• [Required action]: Give only the number of lines in the records that include the string "document".

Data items
+ + + +

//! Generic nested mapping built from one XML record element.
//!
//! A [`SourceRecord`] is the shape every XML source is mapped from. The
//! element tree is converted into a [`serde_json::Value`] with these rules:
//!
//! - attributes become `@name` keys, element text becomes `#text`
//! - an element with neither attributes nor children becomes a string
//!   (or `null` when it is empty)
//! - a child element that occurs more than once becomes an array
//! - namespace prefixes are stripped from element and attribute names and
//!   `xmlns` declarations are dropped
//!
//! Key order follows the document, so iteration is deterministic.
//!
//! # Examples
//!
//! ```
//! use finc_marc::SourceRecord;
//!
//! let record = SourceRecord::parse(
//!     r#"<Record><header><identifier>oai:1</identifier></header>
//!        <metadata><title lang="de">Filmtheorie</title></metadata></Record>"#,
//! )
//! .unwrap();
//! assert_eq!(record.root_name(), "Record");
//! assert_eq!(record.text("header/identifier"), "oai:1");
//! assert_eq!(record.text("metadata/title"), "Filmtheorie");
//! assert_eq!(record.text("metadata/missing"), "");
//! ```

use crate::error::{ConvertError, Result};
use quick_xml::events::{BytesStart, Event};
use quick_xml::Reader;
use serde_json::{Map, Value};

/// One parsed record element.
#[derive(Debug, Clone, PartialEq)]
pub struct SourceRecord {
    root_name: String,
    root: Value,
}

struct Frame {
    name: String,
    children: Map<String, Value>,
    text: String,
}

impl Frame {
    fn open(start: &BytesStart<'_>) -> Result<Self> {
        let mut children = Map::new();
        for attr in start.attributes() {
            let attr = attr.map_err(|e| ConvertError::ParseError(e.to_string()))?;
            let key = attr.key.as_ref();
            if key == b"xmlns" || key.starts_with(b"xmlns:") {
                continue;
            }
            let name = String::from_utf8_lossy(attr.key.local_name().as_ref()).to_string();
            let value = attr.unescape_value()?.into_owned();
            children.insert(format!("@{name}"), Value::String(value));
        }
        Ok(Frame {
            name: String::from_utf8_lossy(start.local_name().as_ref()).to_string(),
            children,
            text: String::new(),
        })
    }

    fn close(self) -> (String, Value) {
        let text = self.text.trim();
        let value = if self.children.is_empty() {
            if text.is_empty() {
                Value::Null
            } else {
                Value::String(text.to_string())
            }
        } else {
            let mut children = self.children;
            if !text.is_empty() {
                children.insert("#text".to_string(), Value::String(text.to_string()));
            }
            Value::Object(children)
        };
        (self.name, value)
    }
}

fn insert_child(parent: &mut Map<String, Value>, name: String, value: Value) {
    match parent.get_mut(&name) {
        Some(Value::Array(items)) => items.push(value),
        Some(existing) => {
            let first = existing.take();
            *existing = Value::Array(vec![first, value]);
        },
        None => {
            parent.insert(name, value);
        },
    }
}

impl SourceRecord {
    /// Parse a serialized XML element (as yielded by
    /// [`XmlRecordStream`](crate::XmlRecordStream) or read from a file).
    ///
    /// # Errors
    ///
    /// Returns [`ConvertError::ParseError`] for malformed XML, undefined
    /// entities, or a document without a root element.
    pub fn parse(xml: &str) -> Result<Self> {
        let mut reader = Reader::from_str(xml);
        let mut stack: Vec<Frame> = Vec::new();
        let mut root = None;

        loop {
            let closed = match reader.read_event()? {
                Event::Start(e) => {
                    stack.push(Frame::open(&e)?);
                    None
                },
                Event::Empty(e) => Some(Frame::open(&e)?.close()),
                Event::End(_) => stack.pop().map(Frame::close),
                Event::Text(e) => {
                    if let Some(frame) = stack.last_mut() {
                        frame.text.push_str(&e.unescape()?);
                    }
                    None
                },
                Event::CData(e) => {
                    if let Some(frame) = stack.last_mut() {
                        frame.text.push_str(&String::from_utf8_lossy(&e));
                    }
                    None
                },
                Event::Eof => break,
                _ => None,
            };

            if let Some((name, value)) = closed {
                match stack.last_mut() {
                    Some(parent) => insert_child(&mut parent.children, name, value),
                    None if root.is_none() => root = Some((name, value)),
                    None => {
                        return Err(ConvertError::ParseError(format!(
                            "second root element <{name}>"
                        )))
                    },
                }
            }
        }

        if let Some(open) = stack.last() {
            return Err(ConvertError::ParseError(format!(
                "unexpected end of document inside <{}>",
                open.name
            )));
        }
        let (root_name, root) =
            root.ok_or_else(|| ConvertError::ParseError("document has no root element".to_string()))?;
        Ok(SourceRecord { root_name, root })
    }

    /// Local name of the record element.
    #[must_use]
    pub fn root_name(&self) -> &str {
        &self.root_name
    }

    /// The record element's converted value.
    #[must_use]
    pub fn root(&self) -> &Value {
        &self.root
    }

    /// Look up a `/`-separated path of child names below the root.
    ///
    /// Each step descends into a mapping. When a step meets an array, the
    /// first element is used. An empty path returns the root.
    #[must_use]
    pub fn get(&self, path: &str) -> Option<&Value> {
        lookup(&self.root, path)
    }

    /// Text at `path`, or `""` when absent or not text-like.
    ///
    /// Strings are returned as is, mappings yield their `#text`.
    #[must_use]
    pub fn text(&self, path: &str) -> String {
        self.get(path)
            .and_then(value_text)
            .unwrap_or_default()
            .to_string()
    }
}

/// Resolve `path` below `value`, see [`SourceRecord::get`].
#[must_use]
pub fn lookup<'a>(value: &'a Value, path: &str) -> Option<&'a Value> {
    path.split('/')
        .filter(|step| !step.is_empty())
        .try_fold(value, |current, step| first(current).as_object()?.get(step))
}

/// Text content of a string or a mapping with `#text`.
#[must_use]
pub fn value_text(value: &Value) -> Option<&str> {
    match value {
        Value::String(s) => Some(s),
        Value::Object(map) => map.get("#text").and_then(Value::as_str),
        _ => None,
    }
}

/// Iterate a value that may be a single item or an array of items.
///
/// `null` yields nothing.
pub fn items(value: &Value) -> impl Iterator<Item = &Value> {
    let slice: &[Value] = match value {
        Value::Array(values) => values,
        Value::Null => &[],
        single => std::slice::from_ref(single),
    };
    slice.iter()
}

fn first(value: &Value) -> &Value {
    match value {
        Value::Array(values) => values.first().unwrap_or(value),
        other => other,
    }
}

+ + + +

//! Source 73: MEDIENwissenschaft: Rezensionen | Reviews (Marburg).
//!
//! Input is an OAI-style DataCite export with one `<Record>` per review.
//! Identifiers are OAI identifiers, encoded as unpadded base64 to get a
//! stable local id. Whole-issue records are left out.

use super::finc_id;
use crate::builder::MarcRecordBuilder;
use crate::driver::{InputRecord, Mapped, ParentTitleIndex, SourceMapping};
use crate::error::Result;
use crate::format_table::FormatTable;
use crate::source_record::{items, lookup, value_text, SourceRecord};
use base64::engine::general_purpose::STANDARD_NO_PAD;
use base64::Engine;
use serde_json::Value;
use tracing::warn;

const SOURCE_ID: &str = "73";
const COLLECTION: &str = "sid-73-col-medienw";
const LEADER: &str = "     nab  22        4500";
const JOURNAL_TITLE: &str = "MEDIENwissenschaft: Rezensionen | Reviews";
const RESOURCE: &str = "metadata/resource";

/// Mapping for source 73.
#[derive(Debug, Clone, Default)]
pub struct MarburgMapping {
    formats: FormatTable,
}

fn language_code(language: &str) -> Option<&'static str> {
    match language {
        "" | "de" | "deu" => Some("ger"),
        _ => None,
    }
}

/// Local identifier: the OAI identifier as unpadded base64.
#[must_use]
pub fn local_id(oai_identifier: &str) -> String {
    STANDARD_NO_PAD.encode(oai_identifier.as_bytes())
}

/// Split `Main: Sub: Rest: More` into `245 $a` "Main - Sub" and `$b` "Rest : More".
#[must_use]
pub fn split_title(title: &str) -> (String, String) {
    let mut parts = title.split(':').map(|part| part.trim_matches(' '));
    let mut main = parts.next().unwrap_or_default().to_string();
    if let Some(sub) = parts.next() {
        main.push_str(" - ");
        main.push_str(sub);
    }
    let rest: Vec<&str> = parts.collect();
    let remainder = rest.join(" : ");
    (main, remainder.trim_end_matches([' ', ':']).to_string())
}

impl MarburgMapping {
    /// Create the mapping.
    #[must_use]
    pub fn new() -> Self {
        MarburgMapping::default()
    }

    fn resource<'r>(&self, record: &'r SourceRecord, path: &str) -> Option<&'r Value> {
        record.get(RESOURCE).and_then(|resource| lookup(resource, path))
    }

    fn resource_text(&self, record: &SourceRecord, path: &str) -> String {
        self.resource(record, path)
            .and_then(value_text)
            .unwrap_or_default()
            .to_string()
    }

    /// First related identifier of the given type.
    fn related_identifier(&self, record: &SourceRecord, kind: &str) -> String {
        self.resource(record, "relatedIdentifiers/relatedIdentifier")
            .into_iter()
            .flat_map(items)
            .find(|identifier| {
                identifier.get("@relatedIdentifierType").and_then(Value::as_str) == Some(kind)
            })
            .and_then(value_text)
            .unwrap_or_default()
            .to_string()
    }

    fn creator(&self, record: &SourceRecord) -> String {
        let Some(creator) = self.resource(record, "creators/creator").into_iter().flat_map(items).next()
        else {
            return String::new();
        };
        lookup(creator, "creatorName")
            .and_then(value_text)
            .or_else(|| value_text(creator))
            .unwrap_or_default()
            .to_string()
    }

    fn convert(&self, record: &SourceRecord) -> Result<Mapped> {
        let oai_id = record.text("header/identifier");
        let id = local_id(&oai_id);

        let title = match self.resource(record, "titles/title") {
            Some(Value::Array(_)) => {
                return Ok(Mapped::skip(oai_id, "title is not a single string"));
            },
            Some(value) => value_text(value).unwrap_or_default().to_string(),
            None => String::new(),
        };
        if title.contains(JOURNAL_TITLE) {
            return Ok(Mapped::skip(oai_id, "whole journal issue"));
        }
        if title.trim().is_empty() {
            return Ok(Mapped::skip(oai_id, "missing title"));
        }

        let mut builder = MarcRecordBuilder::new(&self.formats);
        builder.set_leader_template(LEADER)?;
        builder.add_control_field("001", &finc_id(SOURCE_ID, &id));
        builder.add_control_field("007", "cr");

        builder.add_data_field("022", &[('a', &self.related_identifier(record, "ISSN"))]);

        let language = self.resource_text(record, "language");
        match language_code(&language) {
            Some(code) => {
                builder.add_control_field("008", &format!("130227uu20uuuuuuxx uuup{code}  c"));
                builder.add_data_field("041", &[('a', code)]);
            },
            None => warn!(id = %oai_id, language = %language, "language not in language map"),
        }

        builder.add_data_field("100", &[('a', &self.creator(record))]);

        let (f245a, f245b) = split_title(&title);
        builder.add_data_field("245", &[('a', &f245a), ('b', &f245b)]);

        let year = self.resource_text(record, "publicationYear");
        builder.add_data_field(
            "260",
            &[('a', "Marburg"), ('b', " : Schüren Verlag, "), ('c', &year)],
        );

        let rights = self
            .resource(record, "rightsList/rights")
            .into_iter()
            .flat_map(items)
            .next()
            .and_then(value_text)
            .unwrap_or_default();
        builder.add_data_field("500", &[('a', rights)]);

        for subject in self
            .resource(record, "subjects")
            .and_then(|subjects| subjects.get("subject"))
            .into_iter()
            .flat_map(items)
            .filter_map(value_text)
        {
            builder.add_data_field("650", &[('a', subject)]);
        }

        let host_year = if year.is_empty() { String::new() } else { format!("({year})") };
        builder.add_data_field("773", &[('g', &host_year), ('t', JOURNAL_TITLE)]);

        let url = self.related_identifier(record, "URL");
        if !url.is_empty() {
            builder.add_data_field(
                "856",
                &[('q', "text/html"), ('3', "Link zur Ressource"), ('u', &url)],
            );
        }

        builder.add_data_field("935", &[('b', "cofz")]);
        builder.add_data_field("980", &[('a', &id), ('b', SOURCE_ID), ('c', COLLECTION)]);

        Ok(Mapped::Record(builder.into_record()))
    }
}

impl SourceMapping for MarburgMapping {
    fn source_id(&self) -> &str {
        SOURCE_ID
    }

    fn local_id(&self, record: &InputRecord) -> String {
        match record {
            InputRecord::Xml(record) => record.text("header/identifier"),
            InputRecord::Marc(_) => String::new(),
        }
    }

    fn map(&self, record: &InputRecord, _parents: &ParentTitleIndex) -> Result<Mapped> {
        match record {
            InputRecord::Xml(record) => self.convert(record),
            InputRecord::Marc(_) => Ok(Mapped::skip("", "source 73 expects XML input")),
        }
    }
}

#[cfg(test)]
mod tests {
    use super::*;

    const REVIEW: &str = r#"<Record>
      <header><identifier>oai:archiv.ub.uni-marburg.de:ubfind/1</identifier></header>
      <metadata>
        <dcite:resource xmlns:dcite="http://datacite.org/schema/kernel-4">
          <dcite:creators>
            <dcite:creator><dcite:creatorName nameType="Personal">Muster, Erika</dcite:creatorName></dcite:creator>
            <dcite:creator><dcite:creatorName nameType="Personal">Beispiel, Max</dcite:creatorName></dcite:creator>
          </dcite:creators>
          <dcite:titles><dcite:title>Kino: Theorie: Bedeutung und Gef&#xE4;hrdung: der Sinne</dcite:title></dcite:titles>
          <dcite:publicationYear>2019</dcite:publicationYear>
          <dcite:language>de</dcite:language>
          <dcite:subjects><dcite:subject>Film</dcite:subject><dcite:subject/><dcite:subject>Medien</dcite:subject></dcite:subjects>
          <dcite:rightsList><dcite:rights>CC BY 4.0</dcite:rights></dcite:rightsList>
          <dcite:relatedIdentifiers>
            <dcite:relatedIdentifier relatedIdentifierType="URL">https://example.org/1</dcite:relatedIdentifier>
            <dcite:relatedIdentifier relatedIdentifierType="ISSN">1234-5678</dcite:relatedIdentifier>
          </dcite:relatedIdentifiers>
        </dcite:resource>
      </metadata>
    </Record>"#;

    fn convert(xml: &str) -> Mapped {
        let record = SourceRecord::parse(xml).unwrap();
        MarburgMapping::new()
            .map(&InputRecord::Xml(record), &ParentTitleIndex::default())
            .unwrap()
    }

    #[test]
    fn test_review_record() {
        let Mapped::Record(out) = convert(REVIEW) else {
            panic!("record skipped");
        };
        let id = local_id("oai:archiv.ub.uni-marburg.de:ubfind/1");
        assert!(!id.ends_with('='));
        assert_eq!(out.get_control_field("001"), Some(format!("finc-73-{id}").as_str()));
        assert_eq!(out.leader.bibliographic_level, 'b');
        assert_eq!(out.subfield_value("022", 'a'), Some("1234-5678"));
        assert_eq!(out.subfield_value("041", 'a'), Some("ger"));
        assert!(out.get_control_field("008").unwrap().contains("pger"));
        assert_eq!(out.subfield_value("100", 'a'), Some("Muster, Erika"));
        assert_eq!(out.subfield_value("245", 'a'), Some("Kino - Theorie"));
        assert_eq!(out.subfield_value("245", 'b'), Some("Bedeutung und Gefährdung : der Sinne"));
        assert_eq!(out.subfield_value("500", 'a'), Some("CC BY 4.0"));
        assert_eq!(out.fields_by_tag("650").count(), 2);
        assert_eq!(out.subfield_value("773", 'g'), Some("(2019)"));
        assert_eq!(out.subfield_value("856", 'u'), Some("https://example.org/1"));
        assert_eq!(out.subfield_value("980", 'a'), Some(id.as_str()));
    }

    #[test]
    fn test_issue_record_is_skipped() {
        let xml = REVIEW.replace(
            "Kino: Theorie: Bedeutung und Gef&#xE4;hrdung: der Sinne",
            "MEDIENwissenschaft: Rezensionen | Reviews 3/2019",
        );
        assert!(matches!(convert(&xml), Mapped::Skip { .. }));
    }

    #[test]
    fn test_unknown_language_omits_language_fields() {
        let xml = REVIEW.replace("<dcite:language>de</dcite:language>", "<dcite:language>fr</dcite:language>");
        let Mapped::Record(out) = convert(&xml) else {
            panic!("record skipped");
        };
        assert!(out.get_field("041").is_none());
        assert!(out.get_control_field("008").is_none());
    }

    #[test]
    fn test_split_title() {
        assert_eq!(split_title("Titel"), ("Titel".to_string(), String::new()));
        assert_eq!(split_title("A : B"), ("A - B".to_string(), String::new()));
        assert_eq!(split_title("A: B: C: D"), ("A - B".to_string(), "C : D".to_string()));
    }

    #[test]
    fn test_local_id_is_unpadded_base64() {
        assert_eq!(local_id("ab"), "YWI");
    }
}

+ + + +

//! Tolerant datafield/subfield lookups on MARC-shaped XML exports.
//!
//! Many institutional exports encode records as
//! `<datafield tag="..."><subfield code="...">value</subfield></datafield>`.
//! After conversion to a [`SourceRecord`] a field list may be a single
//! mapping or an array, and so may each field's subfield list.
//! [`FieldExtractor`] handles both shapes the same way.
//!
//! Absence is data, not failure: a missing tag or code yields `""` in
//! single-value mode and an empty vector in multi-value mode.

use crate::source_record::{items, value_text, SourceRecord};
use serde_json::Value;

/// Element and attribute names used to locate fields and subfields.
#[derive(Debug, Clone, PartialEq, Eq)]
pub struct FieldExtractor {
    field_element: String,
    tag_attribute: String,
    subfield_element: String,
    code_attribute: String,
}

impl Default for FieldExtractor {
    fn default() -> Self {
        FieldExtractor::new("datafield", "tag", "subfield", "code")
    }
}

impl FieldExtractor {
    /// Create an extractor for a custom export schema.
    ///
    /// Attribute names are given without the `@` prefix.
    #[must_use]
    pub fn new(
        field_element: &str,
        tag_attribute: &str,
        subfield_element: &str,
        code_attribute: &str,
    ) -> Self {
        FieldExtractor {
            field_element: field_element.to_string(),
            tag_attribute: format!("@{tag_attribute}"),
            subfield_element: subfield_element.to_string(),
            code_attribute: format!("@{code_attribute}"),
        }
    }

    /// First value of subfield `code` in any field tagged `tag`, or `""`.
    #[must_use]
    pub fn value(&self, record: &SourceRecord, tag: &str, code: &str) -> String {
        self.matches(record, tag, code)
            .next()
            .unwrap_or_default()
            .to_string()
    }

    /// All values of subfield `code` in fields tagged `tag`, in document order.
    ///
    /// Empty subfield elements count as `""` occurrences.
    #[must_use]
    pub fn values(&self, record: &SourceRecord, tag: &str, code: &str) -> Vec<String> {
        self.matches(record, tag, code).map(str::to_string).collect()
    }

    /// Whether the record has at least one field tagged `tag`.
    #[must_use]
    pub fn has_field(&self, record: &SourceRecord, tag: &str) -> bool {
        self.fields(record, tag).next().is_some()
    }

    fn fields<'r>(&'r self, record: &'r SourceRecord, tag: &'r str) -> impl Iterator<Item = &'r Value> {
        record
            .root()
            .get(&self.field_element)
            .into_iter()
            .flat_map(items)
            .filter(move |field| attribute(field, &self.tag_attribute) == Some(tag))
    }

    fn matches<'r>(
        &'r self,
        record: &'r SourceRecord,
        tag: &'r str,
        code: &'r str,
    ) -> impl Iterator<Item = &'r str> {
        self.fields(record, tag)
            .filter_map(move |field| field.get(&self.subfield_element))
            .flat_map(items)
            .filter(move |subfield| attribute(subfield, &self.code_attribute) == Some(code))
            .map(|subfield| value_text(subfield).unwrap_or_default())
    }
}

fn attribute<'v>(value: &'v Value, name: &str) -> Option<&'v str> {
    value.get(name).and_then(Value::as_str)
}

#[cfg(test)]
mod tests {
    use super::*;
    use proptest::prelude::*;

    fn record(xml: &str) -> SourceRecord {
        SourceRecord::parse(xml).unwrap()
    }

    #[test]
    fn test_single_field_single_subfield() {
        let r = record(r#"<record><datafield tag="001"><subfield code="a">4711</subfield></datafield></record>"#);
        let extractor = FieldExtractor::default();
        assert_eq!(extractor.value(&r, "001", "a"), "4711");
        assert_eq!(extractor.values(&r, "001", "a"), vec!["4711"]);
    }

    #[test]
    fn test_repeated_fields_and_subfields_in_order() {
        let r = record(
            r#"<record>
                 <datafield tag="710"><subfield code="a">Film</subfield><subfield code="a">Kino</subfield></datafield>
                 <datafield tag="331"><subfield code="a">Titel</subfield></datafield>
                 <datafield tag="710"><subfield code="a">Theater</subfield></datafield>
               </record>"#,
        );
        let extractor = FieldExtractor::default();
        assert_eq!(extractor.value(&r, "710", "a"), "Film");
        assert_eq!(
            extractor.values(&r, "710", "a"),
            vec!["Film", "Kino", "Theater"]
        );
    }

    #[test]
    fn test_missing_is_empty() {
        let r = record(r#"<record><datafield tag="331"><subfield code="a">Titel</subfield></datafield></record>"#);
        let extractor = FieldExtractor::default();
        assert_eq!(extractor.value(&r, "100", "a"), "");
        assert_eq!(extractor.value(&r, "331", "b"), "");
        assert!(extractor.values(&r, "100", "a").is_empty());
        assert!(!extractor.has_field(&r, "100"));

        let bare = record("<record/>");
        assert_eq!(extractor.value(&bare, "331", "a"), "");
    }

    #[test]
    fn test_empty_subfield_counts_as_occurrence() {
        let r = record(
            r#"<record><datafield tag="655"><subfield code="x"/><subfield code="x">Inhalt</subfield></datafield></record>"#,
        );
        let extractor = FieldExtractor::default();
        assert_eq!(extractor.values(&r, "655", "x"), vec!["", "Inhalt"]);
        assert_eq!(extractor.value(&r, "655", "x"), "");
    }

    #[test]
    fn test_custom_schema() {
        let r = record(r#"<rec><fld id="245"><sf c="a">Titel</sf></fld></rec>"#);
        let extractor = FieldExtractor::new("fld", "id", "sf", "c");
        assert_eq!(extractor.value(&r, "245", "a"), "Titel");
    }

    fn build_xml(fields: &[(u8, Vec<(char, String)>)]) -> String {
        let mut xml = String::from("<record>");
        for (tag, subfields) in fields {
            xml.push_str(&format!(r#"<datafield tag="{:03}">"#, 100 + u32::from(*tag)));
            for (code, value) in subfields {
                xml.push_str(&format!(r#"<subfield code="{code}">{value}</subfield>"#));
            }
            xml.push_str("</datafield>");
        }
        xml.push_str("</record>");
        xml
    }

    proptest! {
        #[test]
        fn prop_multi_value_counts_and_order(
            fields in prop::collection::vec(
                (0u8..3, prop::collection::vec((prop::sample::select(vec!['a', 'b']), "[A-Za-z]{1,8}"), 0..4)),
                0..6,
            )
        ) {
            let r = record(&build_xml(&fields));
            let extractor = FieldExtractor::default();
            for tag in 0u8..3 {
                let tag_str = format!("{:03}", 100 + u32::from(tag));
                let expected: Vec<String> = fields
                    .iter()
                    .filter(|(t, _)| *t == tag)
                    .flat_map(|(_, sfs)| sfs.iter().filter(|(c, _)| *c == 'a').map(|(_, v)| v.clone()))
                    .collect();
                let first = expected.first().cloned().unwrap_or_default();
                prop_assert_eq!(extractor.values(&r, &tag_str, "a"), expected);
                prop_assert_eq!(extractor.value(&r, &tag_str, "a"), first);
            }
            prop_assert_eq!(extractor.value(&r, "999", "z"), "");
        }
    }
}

+ + + +

• [Exercise solution]: 5